▶ Exercise aim: Please return every line in the entries below with the word "bufwtr" in it.

▶ Entries provided:
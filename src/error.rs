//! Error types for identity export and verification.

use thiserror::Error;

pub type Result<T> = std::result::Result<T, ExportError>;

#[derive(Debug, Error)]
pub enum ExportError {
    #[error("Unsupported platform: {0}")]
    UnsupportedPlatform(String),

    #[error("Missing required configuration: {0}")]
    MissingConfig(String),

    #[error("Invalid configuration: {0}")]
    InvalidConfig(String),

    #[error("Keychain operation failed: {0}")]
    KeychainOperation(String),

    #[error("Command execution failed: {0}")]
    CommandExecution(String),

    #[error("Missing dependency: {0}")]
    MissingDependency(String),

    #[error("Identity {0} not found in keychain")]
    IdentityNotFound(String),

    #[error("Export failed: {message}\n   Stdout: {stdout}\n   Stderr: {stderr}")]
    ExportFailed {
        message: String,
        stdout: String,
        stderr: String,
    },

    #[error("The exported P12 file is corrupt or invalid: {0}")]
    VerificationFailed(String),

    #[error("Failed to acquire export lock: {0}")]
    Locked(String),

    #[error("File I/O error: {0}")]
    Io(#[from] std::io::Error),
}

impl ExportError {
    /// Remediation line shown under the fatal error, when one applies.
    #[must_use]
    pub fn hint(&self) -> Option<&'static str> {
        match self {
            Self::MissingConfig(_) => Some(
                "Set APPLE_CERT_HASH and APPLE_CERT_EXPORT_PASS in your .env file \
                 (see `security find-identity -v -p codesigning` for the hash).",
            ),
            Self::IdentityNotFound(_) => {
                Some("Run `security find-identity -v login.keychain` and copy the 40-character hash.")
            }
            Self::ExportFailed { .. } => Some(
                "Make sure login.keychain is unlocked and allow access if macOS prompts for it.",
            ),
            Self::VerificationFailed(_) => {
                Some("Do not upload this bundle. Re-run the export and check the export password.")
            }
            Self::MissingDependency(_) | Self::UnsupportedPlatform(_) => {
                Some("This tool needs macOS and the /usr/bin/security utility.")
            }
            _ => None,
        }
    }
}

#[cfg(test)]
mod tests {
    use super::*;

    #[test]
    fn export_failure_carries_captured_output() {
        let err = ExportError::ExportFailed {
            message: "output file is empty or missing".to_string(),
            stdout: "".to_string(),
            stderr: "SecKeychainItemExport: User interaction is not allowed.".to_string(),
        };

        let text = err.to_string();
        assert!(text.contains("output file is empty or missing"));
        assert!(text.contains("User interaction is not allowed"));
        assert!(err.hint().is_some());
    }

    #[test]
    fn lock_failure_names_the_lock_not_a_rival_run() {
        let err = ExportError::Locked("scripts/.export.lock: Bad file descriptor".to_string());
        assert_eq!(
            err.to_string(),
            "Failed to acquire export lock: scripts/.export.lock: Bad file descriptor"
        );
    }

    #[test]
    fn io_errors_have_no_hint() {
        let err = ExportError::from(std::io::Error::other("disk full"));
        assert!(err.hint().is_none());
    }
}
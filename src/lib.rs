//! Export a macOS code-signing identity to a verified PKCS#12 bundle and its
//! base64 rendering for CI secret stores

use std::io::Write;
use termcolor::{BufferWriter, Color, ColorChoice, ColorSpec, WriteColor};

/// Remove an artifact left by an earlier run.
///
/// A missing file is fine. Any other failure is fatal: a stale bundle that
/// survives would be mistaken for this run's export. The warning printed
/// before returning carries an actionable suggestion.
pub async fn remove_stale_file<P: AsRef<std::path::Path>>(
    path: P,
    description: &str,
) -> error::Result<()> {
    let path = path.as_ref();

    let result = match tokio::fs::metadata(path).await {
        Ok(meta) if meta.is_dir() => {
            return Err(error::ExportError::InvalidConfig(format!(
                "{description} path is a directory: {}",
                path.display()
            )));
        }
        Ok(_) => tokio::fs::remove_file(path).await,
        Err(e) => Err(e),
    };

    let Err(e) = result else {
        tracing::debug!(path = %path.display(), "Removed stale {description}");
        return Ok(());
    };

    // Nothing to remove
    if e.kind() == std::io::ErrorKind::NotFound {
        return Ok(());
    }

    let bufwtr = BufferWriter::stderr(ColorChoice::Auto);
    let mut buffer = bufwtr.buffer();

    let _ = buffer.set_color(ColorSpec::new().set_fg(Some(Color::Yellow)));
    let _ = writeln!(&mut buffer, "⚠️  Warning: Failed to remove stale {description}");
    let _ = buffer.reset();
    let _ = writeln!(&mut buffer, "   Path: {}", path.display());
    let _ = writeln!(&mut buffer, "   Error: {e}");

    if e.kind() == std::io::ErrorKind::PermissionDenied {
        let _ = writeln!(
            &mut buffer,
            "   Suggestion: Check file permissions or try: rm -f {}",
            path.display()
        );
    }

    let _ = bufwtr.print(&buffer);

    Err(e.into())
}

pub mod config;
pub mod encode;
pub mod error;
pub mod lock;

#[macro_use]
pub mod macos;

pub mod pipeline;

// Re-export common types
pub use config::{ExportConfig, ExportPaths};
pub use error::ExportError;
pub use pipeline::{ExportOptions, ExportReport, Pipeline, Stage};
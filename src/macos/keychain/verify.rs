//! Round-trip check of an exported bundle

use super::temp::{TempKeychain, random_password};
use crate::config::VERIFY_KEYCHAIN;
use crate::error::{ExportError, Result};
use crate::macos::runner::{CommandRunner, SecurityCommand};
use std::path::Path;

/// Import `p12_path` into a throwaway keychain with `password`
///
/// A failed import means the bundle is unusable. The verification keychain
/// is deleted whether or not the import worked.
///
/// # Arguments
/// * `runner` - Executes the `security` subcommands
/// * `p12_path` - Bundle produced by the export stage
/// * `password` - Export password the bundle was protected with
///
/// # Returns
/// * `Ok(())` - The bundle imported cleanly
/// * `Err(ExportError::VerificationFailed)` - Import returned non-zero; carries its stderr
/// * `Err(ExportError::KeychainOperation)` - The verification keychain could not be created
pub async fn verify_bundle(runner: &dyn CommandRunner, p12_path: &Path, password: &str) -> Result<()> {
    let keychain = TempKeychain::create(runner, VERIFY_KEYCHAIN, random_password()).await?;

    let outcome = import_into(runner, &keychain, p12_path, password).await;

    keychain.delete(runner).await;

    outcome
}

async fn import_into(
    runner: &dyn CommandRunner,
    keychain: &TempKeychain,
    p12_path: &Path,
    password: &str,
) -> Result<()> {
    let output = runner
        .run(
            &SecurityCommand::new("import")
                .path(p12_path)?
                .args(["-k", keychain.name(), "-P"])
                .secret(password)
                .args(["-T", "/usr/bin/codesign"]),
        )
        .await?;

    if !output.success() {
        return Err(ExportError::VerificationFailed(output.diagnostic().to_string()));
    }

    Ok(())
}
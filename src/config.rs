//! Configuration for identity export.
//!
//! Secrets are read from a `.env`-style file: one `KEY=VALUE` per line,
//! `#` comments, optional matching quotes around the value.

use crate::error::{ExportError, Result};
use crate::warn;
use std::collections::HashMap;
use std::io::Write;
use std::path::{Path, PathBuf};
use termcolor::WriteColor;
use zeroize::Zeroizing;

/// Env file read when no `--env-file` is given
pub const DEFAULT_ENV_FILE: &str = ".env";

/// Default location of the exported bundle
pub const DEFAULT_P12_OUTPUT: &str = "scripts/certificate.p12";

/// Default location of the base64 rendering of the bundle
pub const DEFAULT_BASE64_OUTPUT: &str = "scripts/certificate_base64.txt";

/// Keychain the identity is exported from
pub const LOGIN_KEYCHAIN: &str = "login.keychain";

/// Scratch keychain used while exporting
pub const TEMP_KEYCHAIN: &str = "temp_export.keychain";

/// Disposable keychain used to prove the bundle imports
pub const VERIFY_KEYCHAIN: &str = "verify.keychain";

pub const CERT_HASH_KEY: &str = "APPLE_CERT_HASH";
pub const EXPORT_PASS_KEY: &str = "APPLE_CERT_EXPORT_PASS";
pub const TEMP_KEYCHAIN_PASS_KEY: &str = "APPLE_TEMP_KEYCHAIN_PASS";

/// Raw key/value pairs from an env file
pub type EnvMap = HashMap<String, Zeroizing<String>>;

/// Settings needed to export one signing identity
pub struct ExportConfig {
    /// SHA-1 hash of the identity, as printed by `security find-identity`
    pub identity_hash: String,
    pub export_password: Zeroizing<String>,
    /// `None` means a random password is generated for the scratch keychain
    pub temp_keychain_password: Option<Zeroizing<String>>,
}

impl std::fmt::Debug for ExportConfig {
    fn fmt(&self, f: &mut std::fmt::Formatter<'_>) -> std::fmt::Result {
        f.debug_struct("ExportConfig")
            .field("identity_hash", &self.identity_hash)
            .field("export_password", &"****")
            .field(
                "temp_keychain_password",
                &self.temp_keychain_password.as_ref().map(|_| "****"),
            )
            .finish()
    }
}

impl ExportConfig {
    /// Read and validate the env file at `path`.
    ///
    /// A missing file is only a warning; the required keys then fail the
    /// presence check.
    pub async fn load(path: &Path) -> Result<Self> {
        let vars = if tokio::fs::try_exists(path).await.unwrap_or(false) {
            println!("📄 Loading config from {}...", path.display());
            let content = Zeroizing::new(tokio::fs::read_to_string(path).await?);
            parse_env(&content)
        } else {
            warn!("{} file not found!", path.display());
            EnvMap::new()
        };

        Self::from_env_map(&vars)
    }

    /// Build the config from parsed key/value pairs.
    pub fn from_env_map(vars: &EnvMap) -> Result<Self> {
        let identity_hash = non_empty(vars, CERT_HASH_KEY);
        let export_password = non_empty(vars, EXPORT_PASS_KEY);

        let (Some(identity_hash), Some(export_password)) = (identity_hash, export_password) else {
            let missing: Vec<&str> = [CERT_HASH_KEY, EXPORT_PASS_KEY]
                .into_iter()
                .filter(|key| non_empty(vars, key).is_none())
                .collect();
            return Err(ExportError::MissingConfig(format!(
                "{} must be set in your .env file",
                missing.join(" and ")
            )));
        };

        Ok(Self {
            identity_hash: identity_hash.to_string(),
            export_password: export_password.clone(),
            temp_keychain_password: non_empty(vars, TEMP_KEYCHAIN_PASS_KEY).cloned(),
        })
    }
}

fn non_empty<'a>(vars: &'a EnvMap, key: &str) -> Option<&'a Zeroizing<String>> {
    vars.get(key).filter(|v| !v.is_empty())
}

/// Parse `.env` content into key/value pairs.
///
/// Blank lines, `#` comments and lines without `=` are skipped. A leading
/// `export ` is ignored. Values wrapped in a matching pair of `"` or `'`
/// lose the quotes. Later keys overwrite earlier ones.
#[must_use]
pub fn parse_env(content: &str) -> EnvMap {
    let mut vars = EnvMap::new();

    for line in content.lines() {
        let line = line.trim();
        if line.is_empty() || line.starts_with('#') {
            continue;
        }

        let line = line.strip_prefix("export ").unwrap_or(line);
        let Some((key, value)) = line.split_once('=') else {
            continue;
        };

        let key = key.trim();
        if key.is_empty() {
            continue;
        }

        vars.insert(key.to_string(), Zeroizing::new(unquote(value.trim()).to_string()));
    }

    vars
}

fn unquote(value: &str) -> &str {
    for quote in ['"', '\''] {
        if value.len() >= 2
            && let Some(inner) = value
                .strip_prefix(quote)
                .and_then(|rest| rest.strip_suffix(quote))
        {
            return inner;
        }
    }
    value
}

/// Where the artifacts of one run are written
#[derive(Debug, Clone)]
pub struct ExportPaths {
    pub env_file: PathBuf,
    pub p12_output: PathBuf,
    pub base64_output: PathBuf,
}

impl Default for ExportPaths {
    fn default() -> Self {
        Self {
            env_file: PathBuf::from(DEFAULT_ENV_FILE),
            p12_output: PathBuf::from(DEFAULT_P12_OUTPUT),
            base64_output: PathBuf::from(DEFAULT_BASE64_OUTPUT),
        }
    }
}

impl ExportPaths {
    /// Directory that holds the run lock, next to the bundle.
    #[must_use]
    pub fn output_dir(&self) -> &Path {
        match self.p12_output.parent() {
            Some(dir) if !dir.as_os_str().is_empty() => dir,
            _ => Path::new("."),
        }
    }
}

▶ Solution to the exercise:
    let bufwtr = BufferWriter::stderr(ColorChoice::Auto);
    let mut buffer = bufwtr.buffer();
    let _ = bufwtr.print(&buffer);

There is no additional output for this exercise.